[Data entries]

• • • •

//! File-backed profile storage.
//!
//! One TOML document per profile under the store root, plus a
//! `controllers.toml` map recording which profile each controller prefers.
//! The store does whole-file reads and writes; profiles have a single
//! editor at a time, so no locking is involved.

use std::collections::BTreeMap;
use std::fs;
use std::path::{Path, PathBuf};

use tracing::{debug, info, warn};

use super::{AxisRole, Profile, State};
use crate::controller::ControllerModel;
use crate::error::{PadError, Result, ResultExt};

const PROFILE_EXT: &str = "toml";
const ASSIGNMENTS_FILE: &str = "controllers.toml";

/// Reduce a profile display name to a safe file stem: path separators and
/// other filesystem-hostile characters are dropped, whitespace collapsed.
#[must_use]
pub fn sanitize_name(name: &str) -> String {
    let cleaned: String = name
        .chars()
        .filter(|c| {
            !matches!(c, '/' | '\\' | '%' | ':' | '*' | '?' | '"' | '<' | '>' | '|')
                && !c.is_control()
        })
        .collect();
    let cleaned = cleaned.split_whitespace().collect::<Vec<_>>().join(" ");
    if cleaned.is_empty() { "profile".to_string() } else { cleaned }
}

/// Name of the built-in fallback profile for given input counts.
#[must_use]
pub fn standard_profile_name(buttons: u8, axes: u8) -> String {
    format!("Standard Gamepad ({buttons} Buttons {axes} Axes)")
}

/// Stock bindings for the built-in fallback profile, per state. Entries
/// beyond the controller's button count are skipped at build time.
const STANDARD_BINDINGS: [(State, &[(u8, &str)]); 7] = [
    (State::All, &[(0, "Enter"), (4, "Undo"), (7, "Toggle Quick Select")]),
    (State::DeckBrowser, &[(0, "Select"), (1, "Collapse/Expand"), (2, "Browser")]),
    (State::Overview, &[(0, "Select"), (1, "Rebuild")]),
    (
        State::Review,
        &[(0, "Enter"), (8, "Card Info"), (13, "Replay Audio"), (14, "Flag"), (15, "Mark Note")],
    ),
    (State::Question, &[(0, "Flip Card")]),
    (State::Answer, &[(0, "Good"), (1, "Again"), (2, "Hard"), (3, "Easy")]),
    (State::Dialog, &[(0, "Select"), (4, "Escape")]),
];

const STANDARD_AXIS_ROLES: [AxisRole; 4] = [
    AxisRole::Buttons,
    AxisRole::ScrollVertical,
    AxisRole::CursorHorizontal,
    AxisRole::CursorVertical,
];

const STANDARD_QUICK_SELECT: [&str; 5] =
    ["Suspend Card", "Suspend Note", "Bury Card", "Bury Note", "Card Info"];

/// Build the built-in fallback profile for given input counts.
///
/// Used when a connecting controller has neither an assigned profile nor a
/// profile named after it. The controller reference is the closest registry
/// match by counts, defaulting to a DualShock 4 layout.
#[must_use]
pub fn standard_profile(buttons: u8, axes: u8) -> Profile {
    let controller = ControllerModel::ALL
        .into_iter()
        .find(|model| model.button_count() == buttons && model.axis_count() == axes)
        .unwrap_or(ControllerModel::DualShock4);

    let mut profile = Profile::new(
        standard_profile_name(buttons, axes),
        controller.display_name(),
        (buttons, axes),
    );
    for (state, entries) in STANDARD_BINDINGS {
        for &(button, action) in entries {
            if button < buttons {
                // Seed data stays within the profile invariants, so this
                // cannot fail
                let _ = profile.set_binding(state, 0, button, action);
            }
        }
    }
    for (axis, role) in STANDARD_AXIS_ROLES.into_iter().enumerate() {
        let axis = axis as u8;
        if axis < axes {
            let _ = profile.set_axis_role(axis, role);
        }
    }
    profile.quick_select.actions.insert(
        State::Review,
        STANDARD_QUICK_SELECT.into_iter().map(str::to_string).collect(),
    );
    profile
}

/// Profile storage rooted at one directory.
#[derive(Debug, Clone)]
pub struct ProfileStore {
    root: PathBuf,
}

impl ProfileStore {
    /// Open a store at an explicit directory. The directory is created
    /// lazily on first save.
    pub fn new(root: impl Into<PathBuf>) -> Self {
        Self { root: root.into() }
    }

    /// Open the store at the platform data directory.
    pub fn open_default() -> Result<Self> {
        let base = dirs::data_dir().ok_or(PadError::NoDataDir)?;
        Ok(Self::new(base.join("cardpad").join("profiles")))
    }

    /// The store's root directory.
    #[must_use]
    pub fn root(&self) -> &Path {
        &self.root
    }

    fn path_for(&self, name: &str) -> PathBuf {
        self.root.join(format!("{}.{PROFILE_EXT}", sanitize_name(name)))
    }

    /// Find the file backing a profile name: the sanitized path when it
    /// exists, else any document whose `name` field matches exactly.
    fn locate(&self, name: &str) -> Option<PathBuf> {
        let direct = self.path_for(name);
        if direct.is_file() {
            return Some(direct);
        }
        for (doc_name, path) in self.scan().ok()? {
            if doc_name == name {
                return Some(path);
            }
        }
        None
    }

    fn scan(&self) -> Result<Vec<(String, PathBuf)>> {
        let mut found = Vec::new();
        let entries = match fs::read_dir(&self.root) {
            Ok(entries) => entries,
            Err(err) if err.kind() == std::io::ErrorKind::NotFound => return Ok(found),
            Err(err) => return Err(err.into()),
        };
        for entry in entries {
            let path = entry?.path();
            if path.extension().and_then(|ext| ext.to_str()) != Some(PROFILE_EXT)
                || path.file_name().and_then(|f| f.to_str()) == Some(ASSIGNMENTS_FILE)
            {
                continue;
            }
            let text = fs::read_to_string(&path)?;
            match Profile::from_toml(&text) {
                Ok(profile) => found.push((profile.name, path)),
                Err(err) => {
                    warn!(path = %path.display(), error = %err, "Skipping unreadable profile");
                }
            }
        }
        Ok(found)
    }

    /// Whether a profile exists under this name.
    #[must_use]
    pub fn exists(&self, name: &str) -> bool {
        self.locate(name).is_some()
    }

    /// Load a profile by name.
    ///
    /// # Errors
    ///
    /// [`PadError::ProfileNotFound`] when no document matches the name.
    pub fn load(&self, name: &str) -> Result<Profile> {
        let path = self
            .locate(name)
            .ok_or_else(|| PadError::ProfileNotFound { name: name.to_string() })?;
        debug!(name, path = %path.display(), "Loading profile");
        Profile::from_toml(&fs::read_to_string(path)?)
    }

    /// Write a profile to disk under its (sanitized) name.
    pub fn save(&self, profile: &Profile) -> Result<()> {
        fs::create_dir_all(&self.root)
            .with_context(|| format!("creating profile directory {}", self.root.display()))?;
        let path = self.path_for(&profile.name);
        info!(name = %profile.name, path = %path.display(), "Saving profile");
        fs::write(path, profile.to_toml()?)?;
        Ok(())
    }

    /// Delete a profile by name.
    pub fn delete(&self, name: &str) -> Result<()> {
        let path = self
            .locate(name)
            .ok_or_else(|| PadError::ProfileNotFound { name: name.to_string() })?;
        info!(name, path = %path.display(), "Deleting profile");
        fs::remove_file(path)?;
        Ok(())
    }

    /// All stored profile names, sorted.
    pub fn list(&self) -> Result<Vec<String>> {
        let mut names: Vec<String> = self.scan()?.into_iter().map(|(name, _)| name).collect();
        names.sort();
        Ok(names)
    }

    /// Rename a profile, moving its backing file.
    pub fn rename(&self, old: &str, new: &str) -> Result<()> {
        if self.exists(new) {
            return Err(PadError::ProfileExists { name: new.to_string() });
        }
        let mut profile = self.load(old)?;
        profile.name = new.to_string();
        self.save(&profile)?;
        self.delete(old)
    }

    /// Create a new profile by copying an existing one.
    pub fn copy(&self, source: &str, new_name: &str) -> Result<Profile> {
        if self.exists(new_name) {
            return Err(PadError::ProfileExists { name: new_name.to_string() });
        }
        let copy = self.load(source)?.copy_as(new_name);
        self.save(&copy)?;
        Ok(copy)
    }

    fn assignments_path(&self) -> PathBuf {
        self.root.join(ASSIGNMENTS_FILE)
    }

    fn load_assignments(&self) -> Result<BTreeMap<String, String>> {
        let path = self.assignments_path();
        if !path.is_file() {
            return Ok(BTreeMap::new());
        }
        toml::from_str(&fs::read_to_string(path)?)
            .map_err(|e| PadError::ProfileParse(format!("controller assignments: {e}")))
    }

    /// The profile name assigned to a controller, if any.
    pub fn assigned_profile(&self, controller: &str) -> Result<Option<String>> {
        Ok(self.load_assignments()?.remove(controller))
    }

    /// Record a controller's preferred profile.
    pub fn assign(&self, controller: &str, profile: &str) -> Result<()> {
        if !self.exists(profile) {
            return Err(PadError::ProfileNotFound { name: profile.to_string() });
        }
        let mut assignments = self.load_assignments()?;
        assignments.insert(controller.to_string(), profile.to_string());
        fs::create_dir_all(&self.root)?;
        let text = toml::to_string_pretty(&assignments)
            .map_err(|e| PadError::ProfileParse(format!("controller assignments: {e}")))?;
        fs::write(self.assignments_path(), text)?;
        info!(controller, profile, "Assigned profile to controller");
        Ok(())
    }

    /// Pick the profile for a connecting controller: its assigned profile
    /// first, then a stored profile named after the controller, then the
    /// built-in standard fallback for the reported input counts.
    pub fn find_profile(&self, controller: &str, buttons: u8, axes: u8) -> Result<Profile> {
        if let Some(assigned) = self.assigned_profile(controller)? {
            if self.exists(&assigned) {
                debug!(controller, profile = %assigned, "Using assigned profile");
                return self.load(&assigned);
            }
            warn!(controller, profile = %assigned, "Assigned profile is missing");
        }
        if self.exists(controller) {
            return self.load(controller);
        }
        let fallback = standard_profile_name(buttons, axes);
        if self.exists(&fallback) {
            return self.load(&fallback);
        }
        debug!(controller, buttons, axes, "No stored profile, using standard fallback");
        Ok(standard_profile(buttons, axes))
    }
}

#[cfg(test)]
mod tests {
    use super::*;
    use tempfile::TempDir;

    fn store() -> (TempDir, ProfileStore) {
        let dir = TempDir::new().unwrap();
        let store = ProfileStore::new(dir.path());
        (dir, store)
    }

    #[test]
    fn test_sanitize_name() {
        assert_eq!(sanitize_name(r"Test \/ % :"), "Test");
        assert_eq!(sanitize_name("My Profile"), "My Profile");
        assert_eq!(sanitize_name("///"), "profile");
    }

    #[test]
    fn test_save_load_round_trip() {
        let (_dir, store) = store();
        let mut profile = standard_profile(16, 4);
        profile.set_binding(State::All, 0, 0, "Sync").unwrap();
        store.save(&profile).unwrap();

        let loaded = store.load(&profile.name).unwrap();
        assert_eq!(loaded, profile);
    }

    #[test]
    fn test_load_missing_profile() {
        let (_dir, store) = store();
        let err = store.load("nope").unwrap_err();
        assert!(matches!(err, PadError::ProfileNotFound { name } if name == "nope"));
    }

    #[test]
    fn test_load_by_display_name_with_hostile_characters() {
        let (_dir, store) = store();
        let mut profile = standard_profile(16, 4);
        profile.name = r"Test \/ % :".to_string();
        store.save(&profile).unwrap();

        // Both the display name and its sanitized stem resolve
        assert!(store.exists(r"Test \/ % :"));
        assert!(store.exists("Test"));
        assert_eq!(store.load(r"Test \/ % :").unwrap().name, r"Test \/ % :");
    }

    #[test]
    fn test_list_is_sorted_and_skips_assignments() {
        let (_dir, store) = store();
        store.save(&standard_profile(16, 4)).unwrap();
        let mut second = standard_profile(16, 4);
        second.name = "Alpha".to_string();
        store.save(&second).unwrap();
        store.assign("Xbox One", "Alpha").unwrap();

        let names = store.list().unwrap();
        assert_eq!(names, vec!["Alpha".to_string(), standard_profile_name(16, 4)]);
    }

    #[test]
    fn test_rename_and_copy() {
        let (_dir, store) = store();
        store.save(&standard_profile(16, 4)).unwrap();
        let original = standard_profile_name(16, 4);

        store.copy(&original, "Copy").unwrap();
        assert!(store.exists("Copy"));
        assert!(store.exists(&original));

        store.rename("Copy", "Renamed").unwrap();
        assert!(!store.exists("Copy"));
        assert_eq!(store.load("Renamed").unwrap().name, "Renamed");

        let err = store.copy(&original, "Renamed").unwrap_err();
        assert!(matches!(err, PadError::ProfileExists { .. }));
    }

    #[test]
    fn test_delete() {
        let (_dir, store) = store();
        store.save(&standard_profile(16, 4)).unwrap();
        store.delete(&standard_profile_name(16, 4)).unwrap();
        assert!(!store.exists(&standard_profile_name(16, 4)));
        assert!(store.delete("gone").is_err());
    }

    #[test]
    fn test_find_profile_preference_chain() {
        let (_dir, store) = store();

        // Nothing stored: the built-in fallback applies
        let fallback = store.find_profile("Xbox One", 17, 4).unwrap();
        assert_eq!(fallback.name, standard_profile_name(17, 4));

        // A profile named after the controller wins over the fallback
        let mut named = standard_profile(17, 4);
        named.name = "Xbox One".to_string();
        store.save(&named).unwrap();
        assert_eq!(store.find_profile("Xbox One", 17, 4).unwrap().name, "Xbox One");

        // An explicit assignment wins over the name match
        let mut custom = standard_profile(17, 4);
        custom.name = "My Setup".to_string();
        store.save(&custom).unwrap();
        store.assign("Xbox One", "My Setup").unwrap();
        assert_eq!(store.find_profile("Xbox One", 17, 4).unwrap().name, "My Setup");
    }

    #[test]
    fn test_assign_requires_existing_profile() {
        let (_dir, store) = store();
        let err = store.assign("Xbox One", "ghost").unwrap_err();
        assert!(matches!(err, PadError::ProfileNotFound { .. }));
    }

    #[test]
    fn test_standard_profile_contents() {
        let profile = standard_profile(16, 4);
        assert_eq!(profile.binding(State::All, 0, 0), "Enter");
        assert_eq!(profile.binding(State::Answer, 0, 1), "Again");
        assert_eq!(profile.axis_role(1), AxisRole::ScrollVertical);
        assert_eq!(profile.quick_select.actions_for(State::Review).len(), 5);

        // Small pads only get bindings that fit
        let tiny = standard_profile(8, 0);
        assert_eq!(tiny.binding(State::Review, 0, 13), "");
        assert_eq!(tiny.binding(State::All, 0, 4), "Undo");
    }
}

• • • •

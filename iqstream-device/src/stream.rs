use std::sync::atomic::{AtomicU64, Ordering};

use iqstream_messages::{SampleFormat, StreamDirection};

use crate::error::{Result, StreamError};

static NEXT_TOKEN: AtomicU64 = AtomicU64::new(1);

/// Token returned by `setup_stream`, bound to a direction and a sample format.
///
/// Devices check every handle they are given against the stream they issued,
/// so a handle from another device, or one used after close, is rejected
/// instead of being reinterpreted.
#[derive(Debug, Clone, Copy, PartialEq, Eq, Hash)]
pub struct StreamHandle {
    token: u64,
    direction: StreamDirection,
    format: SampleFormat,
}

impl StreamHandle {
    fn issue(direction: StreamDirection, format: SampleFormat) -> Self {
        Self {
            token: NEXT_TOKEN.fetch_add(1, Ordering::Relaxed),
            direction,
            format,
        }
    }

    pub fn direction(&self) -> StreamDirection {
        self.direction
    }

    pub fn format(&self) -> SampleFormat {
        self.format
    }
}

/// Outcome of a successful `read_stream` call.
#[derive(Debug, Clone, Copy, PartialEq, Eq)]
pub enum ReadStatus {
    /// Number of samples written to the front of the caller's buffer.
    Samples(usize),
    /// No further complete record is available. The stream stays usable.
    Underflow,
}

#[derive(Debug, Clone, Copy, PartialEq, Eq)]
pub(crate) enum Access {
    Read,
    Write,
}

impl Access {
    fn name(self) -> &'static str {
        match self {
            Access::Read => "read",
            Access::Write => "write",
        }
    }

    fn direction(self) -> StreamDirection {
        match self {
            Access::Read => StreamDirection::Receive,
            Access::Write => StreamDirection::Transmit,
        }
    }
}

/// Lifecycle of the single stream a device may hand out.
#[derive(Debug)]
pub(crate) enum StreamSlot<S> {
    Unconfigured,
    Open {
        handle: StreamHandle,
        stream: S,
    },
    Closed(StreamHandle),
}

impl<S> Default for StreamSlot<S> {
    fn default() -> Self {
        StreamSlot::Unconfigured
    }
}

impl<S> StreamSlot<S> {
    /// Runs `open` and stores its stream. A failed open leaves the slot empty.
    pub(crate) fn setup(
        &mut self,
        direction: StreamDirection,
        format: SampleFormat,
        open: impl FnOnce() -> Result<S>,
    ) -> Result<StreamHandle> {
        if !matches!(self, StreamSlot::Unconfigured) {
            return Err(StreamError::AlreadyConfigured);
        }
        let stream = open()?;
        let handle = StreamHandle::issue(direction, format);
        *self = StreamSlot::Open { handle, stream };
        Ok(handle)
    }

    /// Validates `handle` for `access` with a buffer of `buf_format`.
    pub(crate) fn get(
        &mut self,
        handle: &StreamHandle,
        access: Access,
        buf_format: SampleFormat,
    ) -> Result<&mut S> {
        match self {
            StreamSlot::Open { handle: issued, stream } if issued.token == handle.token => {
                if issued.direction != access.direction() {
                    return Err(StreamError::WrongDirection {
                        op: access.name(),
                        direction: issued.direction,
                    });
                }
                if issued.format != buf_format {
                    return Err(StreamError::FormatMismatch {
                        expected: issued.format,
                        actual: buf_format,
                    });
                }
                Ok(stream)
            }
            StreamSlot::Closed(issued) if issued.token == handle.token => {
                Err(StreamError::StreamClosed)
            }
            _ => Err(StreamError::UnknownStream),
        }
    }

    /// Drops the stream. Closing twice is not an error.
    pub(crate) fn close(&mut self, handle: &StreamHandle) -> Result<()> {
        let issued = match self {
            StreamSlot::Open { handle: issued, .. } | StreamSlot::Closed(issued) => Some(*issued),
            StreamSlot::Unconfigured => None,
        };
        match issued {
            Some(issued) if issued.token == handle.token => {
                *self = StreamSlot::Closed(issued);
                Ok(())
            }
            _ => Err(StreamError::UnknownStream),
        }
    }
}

• • • •

Your objective. Here the output must be the lines above from the line with "let direct = self.path_for(name);" to the line with "Err(err) if err.kind()", both included, duplicated word for word and nothing else.

Your response.
        let direct = self.path_for(name);
        if direct.is_file() {
            return Some(direct);
        }
        for (doc_name, path) in self.scan().ok()? {
            if doc_name == name {
                return Some(path);
            }
        }
        None
    }

    fn scan(&self) -> Result<Vec<(String, PathBuf)>> {
        let mut found = Vec::new();
        let entries = match fs::read_dir(&self.root) {
            Ok(entries) => entries,
            Err(err) if err.kind() == std::io::ErrorKind::NotFound => return Ok(found),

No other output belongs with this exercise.